How times have changed since those innocent days! Now we find librarians replaced by information scientists who spend their time staring into screens, either on their desktops or on their handheld telephones.. The books, once the raison d'ĂȘtre for a librarian, are now considered a physical annoyance that must be removed to continue the transformation of cavernous repository buildings into a curious combination of coffee house, restaurant, lounge, and video arcade. In fact, dealing with the books themselves has been regulated to the lower-paid members of the staff, much like cleaning the restrooms and seasonally shoveling snow from the entryways. The current COVID-19 pandemic will only sharpen the distinction between biblioposers and their maintenance colleagues. Who would want to handle all that virus-contaminated paper if they don’t have to?


Wednesday, April 1, 2020

Be Careful What You Wish For

As the present pandemic pummels both our health and our economy, an interesting result has been the closure of various “non-essential” businesses and institutions.
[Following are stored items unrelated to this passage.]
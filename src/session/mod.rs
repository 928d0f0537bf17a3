//! Log directory sessions.
//!
//! A [`LogDir`] is created once per run: it picks a fresh directory, records
//! how the run was launched, and hands out subdirectories for the rest of
//! the run.
//!
//! # Example
//!
//! ```
//! use tinylogdir::config::LogDirOptions;
//! use tinylogdir::recorder::{NoVersionControl, SystemContext};
//! use tinylogdir::resolver::CollisionMode;
//! use tinylogdir::session::LogDir;
//! use tinylogdir::ui::NonInteractivePrompt;
//!
//! let temp = tempfile::tempdir().unwrap();
//! let options = LogDirOptions::new(temp.path().join("run")).mode(CollisionMode::Counter);
//! let logdir =
//!     LogDir::create_with(&options, &mut NonInteractivePrompt, &SystemContext, &NoVersionControl)
//!         .unwrap();
//!
//! let ckpt = logdir.subdir("checkpoints").unwrap();
//! assert!(ckpt.is_dir());
//! assert!(ckpt.starts_with(logdir.path()));
//! ```

mod logdir;

pub use logdir::LogDir;
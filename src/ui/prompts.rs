//! Line-based prompt over plain readers and writers.

use std::io::{BufRead, StdinLock, Stdout, Write};
use std::path::Path;

use crate::error::{LogDirError, Result};

use super::{conflict_question, ConflictPrompt};

/// Prompt that writes the question to `output` and reads one line from
/// `input`.
///
/// Used when stdin is not a terminal, e.g. when answers are piped in.
pub struct LinePrompt<R, W> {
    input: R,
    output: W,
}

impl LinePrompt<StdinLock<'static>, Stdout> {
    /// Prompt on the process's stdin and stdout.
    pub fn stdio() -> Self {
        Self::new(std::io::stdin().lock(), std::io::stdout())
    }
}

impl<R: BufRead, W: Write> LinePrompt<R, W> {
    /// Create a prompt over arbitrary streams.
    pub fn new(input: R, output: W) -> Self {
        Self { input, output }
    }

    /// Consume the prompt, returning the output stream.
    pub fn into_output(self) -> W {
        self.output
    }
}

impl<R: BufRead, W: Write> ConflictPrompt for LinePrompt<R, W> {
    fn choose(&mut self, path: &Path) -> Result<String> {
        writeln!(self.output, "{}", conflict_question(path))?;
        write!(self.output, "> ")?;
        self.output.flush()?;

        let mut line = String::new();
        if self.input.read_line(&mut line)? == 0 {
            return Err(LogDirError::PromptClosed {
                path: path.to_path_buf(),
                reason: "input closed".to_string(),
            });
        }
        Ok(line.trim().to_string())
    }

    fn reject(&mut self, _answer: &str) {
        writeln!(self.output, "Invalid option").ok();
    }
}
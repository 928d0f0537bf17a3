//! Collision modes for existing log directories.

use serde::{Deserialize, Serialize};
use std::fmt;
use std::str::FromStr;

use crate::error::LogDirError;

/// What to do when the requested log directory already exists.
///
/// Parsed from `d`/`delete`, `t`/`timestamp` or `c`/`counter`. An absent
/// mode (`Option::None` wherever a mode is accepted) means "ask the user".
#[derive(Debug, Clone, Copy, PartialEq, Eq, Hash, Serialize, Deserialize)]
#[serde(try_from = "String", into = "String")]
pub enum CollisionMode {
    /// Remove the existing directory and start fresh.
    Delete,
    /// Append `-<local timestamp>` to the path.
    Timestamp,
    /// Append `-1`, `-2`, ... to the path.
    Counter,
}

impl CollisionMode {
    /// Long name of the mode.
    pub fn as_str(&self) -> &'static str {
        match self {
            Self::Delete => "delete",
            Self::Timestamp => "timestamp",
            Self::Counter => "counter",
        }
    }
}

impl FromStr for CollisionMode {
    type Err = LogDirError;

    fn from_str(s: &str) -> Result<Self, Self::Err> {
        match s.trim() {
            "d" | "delete" => Ok(Self::Delete),
            "t" | "timestamp" => Ok(Self::Timestamp),
            "c" | "counter" => Ok(Self::Counter),
            other => Err(LogDirError::InvalidMode {
                mode: other.to_string(),
            }),
        }
    }
}

impl TryFrom<String> for CollisionMode {
    type Error = LogDirError;

    fn try_from(value: String) -> Result<Self, Self::Error> {
        value.parse()
    }
}

impl From<CollisionMode> for String {
    fn from(mode: CollisionMode) -> Self {
        mode.as_str().to_string()
    }
}

impl fmt::Display for CollisionMode {
    fn fmt(&self, f: &mut fmt::Formatter<'_>) -> fmt::Result {
        f.write_str(self.as_str())
    }
}
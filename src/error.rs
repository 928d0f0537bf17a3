//! Error types for tinylogdir operations.
//!
//! This module defines [`LogDirError`], the primary error type used throughout
//! the crate, and a [`Result`] type alias for convenience.
//!
//! # Error Handling Strategy
//!
//! - Configuration and path errors are raised before anything touches disk
//! - Version control failures never surface here; the recorder degrades instead
//! - Filesystem and serialization failures propagate to the caller

use std::path::PathBuf;
use thiserror::Error;

/// Core error type for tinylogdir operations.
#[derive(Debug, Error)]
pub enum LogDirError {
    /// Unrecognized collision mode.
    #[error("Invalid mode '{mode}' (expected one of: d, delete, t, timestamp, c, counter)")]
    InvalidMode { mode: String },

    /// Configuration file not found at the given location.
    #[error("Configuration not found: {path}")]
    ConfigNotFound { path: PathBuf },

    /// Failed to parse a configuration file.
    #[error("Failed to parse config at {path}: {message}")]
    ConfigParse { path: PathBuf, message: String },

    /// A subdirectory was requested with an absolute path.
    #[error("Path must be relative, got {path}")]
    RelativePathRequired { path: PathBuf },

    /// Something other than a directory occupies the requested path.
    #[error("Path {path} already exists and is not a directory")]
    NotADirectory { path: PathBuf },

    /// The conflict prompt could not produce an answer.
    #[error("No collision mode chosen for {path}: {reason}")]
    PromptClosed { path: PathBuf, reason: String },

    /// Failed to serialize or parse the run metadata document.
    #[error("Failed to process run metadata at {path}: {message}")]
    Metadata { path: PathBuf, message: String },

    /// IO error wrapper.
    #[error("IO error: {0}")]
    Io(#[from] std::io::Error),

    /// Generic wrapped error for anyhow interop.
    #[error(transparent)]
    Other(#[from] anyhow::Error),
}

/// Result type alias for tinylogdir operations.
pub type Result<T> = std::result::Result<T, LogDirError>;

#[cfg(test)]
mod tests {
    use super::*;

    #[test]
    fn invalid_mode_displays_mode_and_choices() {
        let err = LogDirError::InvalidMode {
            mode: "x".into(),
        };
        let msg = err.to_string();
        assert!(msg.contains("'x'"));
        assert!(msg.contains("timestamp"));
    }

    #[test]
    fn config_not_found_displays_path() {
        let err = LogDirError::ConfigNotFound {
            path: PathBuf::from("/foo/tinylogdir.yml"),
        };
        assert!(err.to_string().contains("/foo/tinylogdir.yml"));
    }

    #[test]
    fn config_parse_displays_path_and_message() {
        let err = LogDirError::ConfigParse {
            path: PathBuf::from("/etc/tinylogdir.yml"),
            message: "invalid syntax".into(),
        };
        let msg = err.to_string();
        assert!(msg.contains("/etc/tinylogdir.yml"));
        assert!(msg.contains("invalid syntax"));
    }

    #[test]
    fn relative_path_required_displays_path() {
        let err = LogDirError::RelativePathRequired {
            path: PathBuf::from("/abs"),
        };
        assert!(err.to_string().contains("/abs"));
    }

    #[test]
    fn not_a_directory_displays_path() {
        let err = LogDirError::NotADirectory {
            path: PathBuf::from("/tmp/run/file.txt"),
        };
        assert!(err.to_string().contains("/tmp/run/file.txt"));
    }

    #[test]
    fn prompt_closed_displays_path_and_reason() {
        let err = LogDirError::PromptClosed {
            path: PathBuf::from("out"),
            reason: "stdin closed".into(),
        };
        let msg = err.to_string();
        assert!(msg.contains("out"));
        assert!(msg.contains("stdin closed"));
    }

    #[test]
    fn metadata_error_displays_path_and_message() {
        let err = LogDirError::Metadata {
            path: PathBuf::from("out/tinylogdir.yaml"),
            message: "invalid type".into(),
        };
        let msg = err.to_string();
        assert!(msg.contains("out/tinylogdir.yaml"));
        assert!(msg.contains("invalid type"));
    }

    #[test]
    fn io_error_converts_from_std() {
        let io_err = std::io::Error::new(std::io::ErrorKind::NotFound, "file missing");
        let err: LogDirError = io_err.into();
        assert!(matches!(err, LogDirError::Io(_)));
    }

    #[test]
    fn anyhow_error_converts() {
        let err: LogDirError = anyhow::anyhow!("boom").into();
        assert!(matches!(err, LogDirError::Other(_)));
        assert_eq!(err.to_string(), "boom");
    }
}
Included in the expanding list of buildings you can no longer visit are academic libraries. “Not to fear,” claim the Information Scientists who operate these bookless structures, “we can easily deliver our product over the internet.” Indeed they can, and therein is the problem.

People who feel they are getting what they need from a “library” without actually visiting the place are in danger of multiplying at a rate faster than coronavirus victims. Once they reach a critical mass it is only a matter of time before the logical question is asked, “Why are we paying for a vacant building staffed by expensive biblioposers?” If all a university library building is used for is a location for wifi connections and a place for students to order pizza while pretending to study, are there not cheaper options? If college pupils can find what they need to complete assignments by their own internet savvy, why do they need pay the exorbitant salaries of the absent occupants of these deserted physical spaces?
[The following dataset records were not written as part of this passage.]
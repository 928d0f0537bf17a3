//! Run recording.
//!
//! Captures how the current process was launched and writes it into a log
//! directory as [`METADATA_FILE`]. When the program lives inside a git
//! repository the revision is recorded too, and optionally the uncommitted
//! diff is saved as [`DIFF_FILE`].
//!
//! # Example
//!
//! ```
//! use tinylogdir::recorder::{NoVersionControl, RunRecorder, SystemContext, METADATA_FILE};
//!
//! let temp = tempfile::tempdir().unwrap();
//! let recorder = RunRecorder::new(&SystemContext, &NoVersionControl);
//! let meta = recorder.record(temp.path(), &["PATH".to_string()], false).unwrap();
//!
//! assert_eq!(meta.pid, std::process::id());
//! assert!(meta.environ.contains_key("PATH"));
//! assert!(temp.path().join(METADATA_FILE).is_file());
//! ```

mod context;
mod metadata;
mod vcs;

pub use context::{ProcessContext, SystemContext};
pub use metadata::{GitInfo, RunMetadata, DIFF_FILE, METADATA_FILE};
pub use vcs::{GitProbe, NoVersionControl, Repository, VersionControlProbe};

use std::collections::BTreeMap;
use std::fs;
use std::path::{Path, PathBuf};
use tracing::{debug, info, warn};

use crate::error::Result;

/// Writes the run metadata document for one log directory.
pub struct RunRecorder<'a> {
    context: &'a dyn ProcessContext,
    vcs: &'a dyn VersionControlProbe,
    search_from: Option<PathBuf>,
}

impl<'a> RunRecorder<'a> {
    /// Create a recorder reading from `context` and `vcs`.
    pub fn new(context: &'a dyn ProcessContext, vcs: &'a dyn VersionControlProbe) -> Self {
        Self {
            context,
            vcs,
            search_from: None,
        }
    }

    /// Start the repository search at `dir` instead of the program's
    /// directory.
    pub fn search_from(mut self, dir: Option<PathBuf>) -> Self {
        self.search_from = dir;
        self
    }

    /// Capture the run into `dir`.
    ///
    /// Unset variables in `environ` are skipped. Version control problems
    /// drop the `git` section; write failures are returned.
    pub fn record(&self, dir: &Path, environ: &[String], capture_diff: bool) -> Result<RunMetadata> {
        let meta = RunMetadata {
            cmd: self.context.args().join(" "),
            cwd: self.context.cwd()?.display().to_string(),
            hostname: self.context.hostname(),
            time: self.context.now().format("%Y-%m-%dT%H:%M:%S").to_string(),
            pid: self.context.pid(),
            user: self.context.user(),
            git: self.capture_git(dir, capture_diff)?,
            environ: self.capture_environ(environ),
        };

        let path = meta.write(dir)?;
        info!("Wrote run metadata to {}", path.display());
        Ok(meta)
    }

    fn capture_environ(&self, keys: &[String]) -> BTreeMap<String, String> {
        keys.iter()
            .filter_map(|key| {
                let value = self.context.env_var(key);
                if value.is_none() {
                    debug!(key = %key, "environment variable not set, skipping");
                }
                value.map(|v| (key.clone(), v))
            })
            .collect()
    }

    fn capture_git(&self, dir: &Path, capture_diff: bool) -> Result<Option<GitInfo>> {
        let start = match self.search_from.clone().or_else(|| self.context.program_dir()) {
            Some(start) => start,
            None => return Ok(None),
        };
        let Some(repo) = self.vcs.find_repository(&start) else {
            debug!(start = %start.display(), "no enclosing repository");
            return Ok(None);
        };

        let commit = match self.vcs.revision(&repo) {
            Ok(commit) => commit,
            Err(e) => {
                warn!(repo = %repo.root.display(), "Could not read revision: {:#}", e);
                return Ok(None);
            }
        };

        if capture_diff {
            match self.vcs.diff(&repo) {
                Ok(patch) => fs::write(dir.join(DIFF_FILE), patch)?,
                Err(e) => warn!(repo = %repo.root.display(), "Could not capture diff: {:#}", e),
            }
        }

        Ok(Some(GitInfo {
            path: repo.root.display().to_string(),
            commit,
        }))
    }
}

#[cfg(test)]
mod tests {
    use super::*;
    use anyhow::bail;
    use chrono::{NaiveDate, NaiveDateTime};
    use std::collections::HashMap;
    use std::sync::Mutex;
    use tempfile::TempDir;

    struct FakeContext {
        env: HashMap<String, String>,
        program_dir: Option<PathBuf>,
    }

    impl FakeContext {
        fn new() -> Self {
            Self {
                env: HashMap::new(),
                program_dir: Some(PathBuf::from("/opt/exp/scripts")),
            }
        }

        fn with_env(mut self, key: &str, value: &str) -> Self {
            self.env.insert(key.to_string(), value.to_string());
            self
        }
    }

    impl ProcessContext for FakeContext {
        fn args(&self) -> Vec<String> {
            vec!["train".to_string(), "--epochs".to_string(), "3".to_string()]
        }

        fn cwd(&self) -> std::io::Result<PathBuf> {
            Ok(PathBuf::from("/opt/exp"))
        }

        fn hostname(&self) -> String {
            "gpu01".to_string()
        }

        fn user(&self) -> String {
            "alice".to_string()
        }

        fn pid(&self) -> u32 {
            777
        }

        fn env_var(&self, key: &str) -> Option<String> {
            self.env.get(key).cloned()
        }

        fn now(&self) -> NaiveDateTime {
            NaiveDate::from_ymd_opt(2024, 5, 1)
                .unwrap()
                .and_hms_micro_opt(12, 30, 5, 123_456)
                .unwrap()
        }

        fn program_dir(&self) -> Option<PathBuf> {
            self.program_dir.clone()
        }
    }

    /// Probe with a fixed repository and scripted results.
    struct FakeVcs {
        root: Option<PathBuf>,
        revision_ok: bool,
        diff_ok: bool,
        searched: Mutex<Vec<PathBuf>>,
    }

    impl FakeVcs {
        fn repo(root: &str) -> Self {
            Self {
                root: Some(PathBuf::from(root)),
                revision_ok: true,
                diff_ok: true,
                searched: Mutex::new(Vec::new()),
            }
        }
    }

    impl VersionControlProbe for FakeVcs {
        fn find_repository(&self, start: &Path) -> Option<Repository> {
            self.searched.lock().unwrap().push(start.to_path_buf());
            self.root.clone().map(|root| Repository { root })
        }

        fn revision(&self, _repo: &Repository) -> anyhow::Result<String> {
            if !self.revision_ok {
                bail!("fatal: ambiguous argument 'HEAD'");
            }
            Ok("0123456789abcdef0123456789abcdef01234567".to_string())
        }

        fn diff(&self, _repo: &Repository) -> anyhow::Result<Vec<u8>> {
            if !self.diff_ok {
                bail!("diff failed");
            }
            Ok(b"diff --git a/x b/x\n-old\n+new\n".to_vec())
        }
    }

    #[test]
    fn records_process_facts() {
        let temp = TempDir::new().unwrap();
        let ctx = FakeContext::new();

        let meta = RunRecorder::new(&ctx, &NoVersionControl)
            .record(temp.path(), &[], true)
            .unwrap();

        assert_eq!(meta.cmd, "train --epochs 3");
        assert_eq!(meta.cwd, "/opt/exp");
        assert_eq!(meta.hostname, "gpu01");
        assert_eq!(meta.time, "2024-05-01T12:30:05");
        assert_eq!(meta.pid, 777);
        assert_eq!(meta.user, "alice");
        assert!(meta.git.is_none());
        assert_eq!(RunMetadata::load(temp.path()).unwrap(), meta);
    }

    #[test]
    fn unset_environment_variables_are_skipped() {
        let temp = TempDir::new().unwrap();
        let ctx = FakeContext::new();

        let meta = RunRecorder::new(&ctx, &NoVersionControl)
            .record(temp.path(), &["FOO".to_string()], false)
            .unwrap();

        assert!(!meta.environ.contains_key("FOO"));
        let loaded = RunMetadata::load(temp.path()).unwrap();
        assert!(loaded.environ.is_empty());
    }

    #[test]
    fn set_environment_variables_are_recorded() {
        let temp = TempDir::new().unwrap();
        let ctx = FakeContext::new()
            .with_env("FOO", "bar")
            .with_env("IGNORED", "x");

        let meta = RunRecorder::new(&ctx, &NoVersionControl)
            .record(temp.path(), &["FOO".to_string(), "STY".to_string()], false)
            .unwrap();

        assert_eq!(meta.environ.get("FOO").map(String::as_str), Some("bar"));
        assert_eq!(meta.environ.len(), 1);
    }

    #[test]
    fn records_repository_and_diff() {
        let temp = TempDir::new().unwrap();
        let ctx = FakeContext::new();
        let vcs = FakeVcs::repo("/opt/exp");

        let meta = RunRecorder::new(&ctx, &vcs)
            .record(temp.path(), &[], true)
            .unwrap();

        let git = meta.git.unwrap();
        assert_eq!(git.path, "/opt/exp");
        assert_eq!(git.commit, "0123456789abcdef0123456789abcdef01234567");
        let patch = fs::read_to_string(temp.path().join(DIFF_FILE)).unwrap();
        assert!(patch.contains("+new"));
        assert_eq!(
            *vcs.searched.lock().unwrap(),
            [PathBuf::from("/opt/exp/scripts")]
        );
    }

    #[test]
    fn diff_skipped_when_disabled() {
        let temp = TempDir::new().unwrap();
        let ctx = FakeContext::new();
        let vcs = FakeVcs::repo("/opt/exp");

        let meta = RunRecorder::new(&ctx, &vcs)
            .record(temp.path(), &[], false)
            .unwrap();

        assert!(meta.git.is_some());
        assert!(!temp.path().join(DIFF_FILE).exists());
    }

    #[test]
    fn failed_revision_omits_git_section() {
        let temp = TempDir::new().unwrap();
        let ctx = FakeContext::new();
        let vcs = FakeVcs {
            revision_ok: false,
            ..FakeVcs::repo("/opt/exp")
        };

        let meta = RunRecorder::new(&ctx, &vcs)
            .record(temp.path(), &[], true)
            .unwrap();

        assert!(meta.git.is_none());
        assert!(!temp.path().join(DIFF_FILE).exists());
        let yaml = fs::read_to_string(temp.path().join(METADATA_FILE)).unwrap();
        assert!(!yaml.contains("git:"));
    }

    #[test]
    fn failed_diff_keeps_git_section() {
        let temp = TempDir::new().unwrap();
        let ctx = FakeContext::new();
        let vcs = FakeVcs {
            diff_ok: false,
            ..FakeVcs::repo("/opt/exp")
        };

        let meta = RunRecorder::new(&ctx, &vcs)
            .record(temp.path(), &[], true)
            .unwrap();

        assert!(meta.git.is_some());
        assert!(!temp.path().join(DIFF_FILE).exists());
    }

    #[test]
    fn search_start_can_be_overridden() {
        let temp = TempDir::new().unwrap();
        let ctx = FakeContext::new();
        let vcs = FakeVcs::repo("/srv/project");

        RunRecorder::new(&ctx, &vcs)
            .search_from(Some(PathBuf::from("/srv/project/sub")))
            .record(temp.path(), &[], false)
            .unwrap();

        assert_eq!(
            *vcs.searched.lock().unwrap(),
            [PathBuf::from("/srv/project/sub")]
        );
    }

    #[test]
    fn no_program_dir_means_no_search() {
        let temp = TempDir::new().unwrap();
        let ctx = FakeContext {
            program_dir: None,
            ..FakeContext::new()
        };
        let vcs = FakeVcs::repo("/opt/exp");

        let meta = RunRecorder::new(&ctx, &vcs)
            .record(temp.path(), &[], true)
            .unwrap();

        assert!(meta.git.is_none());
        assert!(vcs.searched.lock().unwrap().is_empty());
    }

    #[test]
    fn missing_directory_is_an_error() {
        let temp = TempDir::new().unwrap();
        let ctx = FakeContext::new();

        let result = RunRecorder::new(&ctx, &NoVersionControl).record(
            &temp.path().join("gone"),
            &[],
            false,
        );

        assert!(result.is_err());
    }
}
The coronavirus has shown what we can live with, and what we can live without. In truth, we can live without a library building that has no books, and the realization of that fact may be accelerated by the present shutdown.

Thursday, March 5, 2020

A Pandering Pandemic

It began as a case of mild obsession about two decades ago, but the virus has spread rapidly across the globe. Nowhere has the impact of the virus been as severe as the United States, especially on college campuses.
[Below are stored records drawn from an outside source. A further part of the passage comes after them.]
//! Log directory resolution.
//!
//! Turns a requested path plus a [`CollisionMode`] into a directory that
//! exists and was created by this call. Candidates for the `timestamp` and
//! `counter` modes are always derived from the originally requested path, so
//! losing a creation race simply produces the next candidate.
//!
//! # Example
//!
//! ```
//! use tinylogdir::resolver::{resolve, CollisionMode};
//! use tinylogdir::ui::NonInteractivePrompt;
//!
//! let temp = tempfile::tempdir().unwrap();
//! let base = temp.path().join("run");
//! std::fs::create_dir(&base).unwrap();
//!
//! let dir = resolve(&base, Some(CollisionMode::Counter), &mut NonInteractivePrompt).unwrap();
//! assert!(dir.ends_with("run-1"));
//! assert!(dir.is_dir());
//! ```

mod mode;

pub use mode::CollisionMode;

use chrono::NaiveDateTime;
use std::ffi::OsString;
use std::fs;
use std::io::ErrorKind;
use std::path::{Path, PathBuf};
use std::thread;
use std::time::Duration;
use tracing::{debug, info, warn};

use crate::error::{LogDirError, Result};
use crate::ui::ConflictPrompt;

/// Pause before regenerating a timestamp candidate that is already taken.
pub const TIMESTAMP_RETRY_DELAY: Duration = Duration::from_millis(100);

/// Resolve `desired` into a freshly created directory.
///
/// With `mode == None` a plain creation is attempted first and `prompt` is
/// asked for a mode only if the directory already exists. Answers that are
/// not a valid mode are rejected and asked again.
pub fn resolve(
    desired: &Path,
    mode: Option<CollisionMode>,
    prompt: &mut dyn ConflictPrompt,
) -> Result<PathBuf> {
    resolve_with(desired, mode, prompt, &occupied)
}

/// [`resolve`] with the check that decides whether a candidate is taken.
///
/// The check only steers candidate generation. Creation itself still fails
/// on an existing path, which moves on to the next candidate.
fn resolve_with(
    desired: &Path,
    mode: Option<CollisionMode>,
    prompt: &mut dyn ConflictPrompt,
    is_taken: &dyn Fn(&Path) -> bool,
) -> Result<PathBuf> {
    let mut mode = mode;

    loop {
        let candidate = match mode {
            None => desired.to_path_buf(),
            Some(CollisionMode::Delete) => {
                clear_existing(desired)?;
                desired.to_path_buf()
            }
            Some(CollisionMode::Timestamp) => next_timestamp_candidate(desired, is_taken),
            Some(CollisionMode::Counter) => next_counter_candidate(desired, is_taken),
        };
        debug!(candidate = %candidate.display(), ?mode, "trying log directory");

        match create_fresh(&candidate) {
            Ok(()) => {
                info!("Created directory {}", candidate.display());
                return Ok(candidate);
            }
            Err(e) if e.kind() == ErrorKind::AlreadyExists => match mode {
                None => mode = Some(ask_mode(prompt, &candidate)?),
                Some(m) => debug!(
                    candidate = %candidate.display(),
                    mode = %m,
                    "candidate appeared before it could be created, retrying"
                ),
            },
            Err(e) => return Err(e.into()),
        }
    }
}

/// Keep asking until the answer names a valid mode.
fn ask_mode(prompt: &mut dyn ConflictPrompt, path: &Path) -> Result<CollisionMode> {
    loop {
        let answer = prompt.choose(path)?;
        match answer.parse::<CollisionMode>() {
            Ok(mode) => return Ok(mode),
            Err(_) => {
                warn!(answer = %answer, "Invalid option");
                prompt.reject(&answer);
            }
        }
    }
}

/// Remove `path` if it is a directory. Anything else in the way is an error.
fn clear_existing(path: &Path) -> Result<()> {
    if path.is_dir() {
        info!("Deleting directory {}", path.display());
        fs::remove_dir_all(path)?;
    } else if path.symlink_metadata().is_ok() {
        return Err(LogDirError::NotADirectory {
            path: path.to_path_buf(),
        });
    }
    Ok(())
}

/// Create `path` and any missing parents, failing with `AlreadyExists` if
/// `path` itself is already there.
fn create_fresh(path: &Path) -> std::io::Result<()> {
    if let Some(parent) = path.parent() {
        if !parent.as_os_str().is_empty() {
            fs::create_dir_all(parent)?;
        }
    }
    fs::create_dir(path)
}

fn next_timestamp_candidate(base: &Path, is_taken: &dyn Fn(&Path) -> bool) -> PathBuf {
    loop {
        let now = chrono::Local::now().naive_local();
        let candidate = with_suffix(base, &timestamp_suffix(now));
        if !is_taken(&candidate) {
            return candidate;
        }
        thread::sleep(TIMESTAMP_RETRY_DELAY);
    }
}

fn next_counter_candidate(base: &Path, is_taken: &dyn Fn(&Path) -> bool) -> PathBuf {
    (1u64..)
        .map(|n| with_suffix(base, &n.to_string()))
        .find(|candidate| !is_taken(candidate))
        .unwrap_or_else(|| base.to_path_buf())
}

/// Directory-name form of a timestamp: ISO-8601 at second precision with
/// colons replaced by hyphens.
pub fn timestamp_suffix(now: NaiveDateTime) -> String {
    now.format("%Y-%m-%dT%H-%M-%S").to_string()
}

/// `base` with `-{suffix}` appended to its final component.
///
/// A trailing separator on `base` is ignored, so `run/` becomes `run-1`
/// next to `run`.
pub fn with_suffix(base: &Path, suffix: &str) -> PathBuf {
    let Some(file_name) = base.file_name() else {
        let mut name = OsString::from(base.as_os_str());
        name.push("-");
        name.push(suffix);
        return PathBuf::from(name);
    };

    let mut name = file_name.to_os_string();
    name.push("-");
    name.push(suffix);
    match base.parent() {
        Some(parent) => parent.join(name),
        None => PathBuf::from(name),
    }
}

fn occupied(path: &Path) -> bool {
    path.symlink_metadata().is_ok()
}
No, no...we are not talking about the coronavirus; we are talking about the rapidly accelerating destruction of books in academic libraries, justified by myopic administrators by pointing to their digital daydreams. As the mounting pile of discarded books grows to Everest proportions, these digitally-addled deans continue to raise up the chimera of “digital humanities” to justify the slaughter, all while actual teaching faculty members continue to search for print venues to publish their work. History, literature, and philosophy scholars fully realize (even if the Information Scientists do not) that tenure committees are uninterested in blog citations, choosing instead to count a candidate’s actual publications. Selling the idea that a few posted scans and a scattering of web traffic statistics will be the future of academic work, Biblioposers perform a combination of medicine show theatrics with affected reverence for the academy to distract from their real agenda: the destruction of the codex.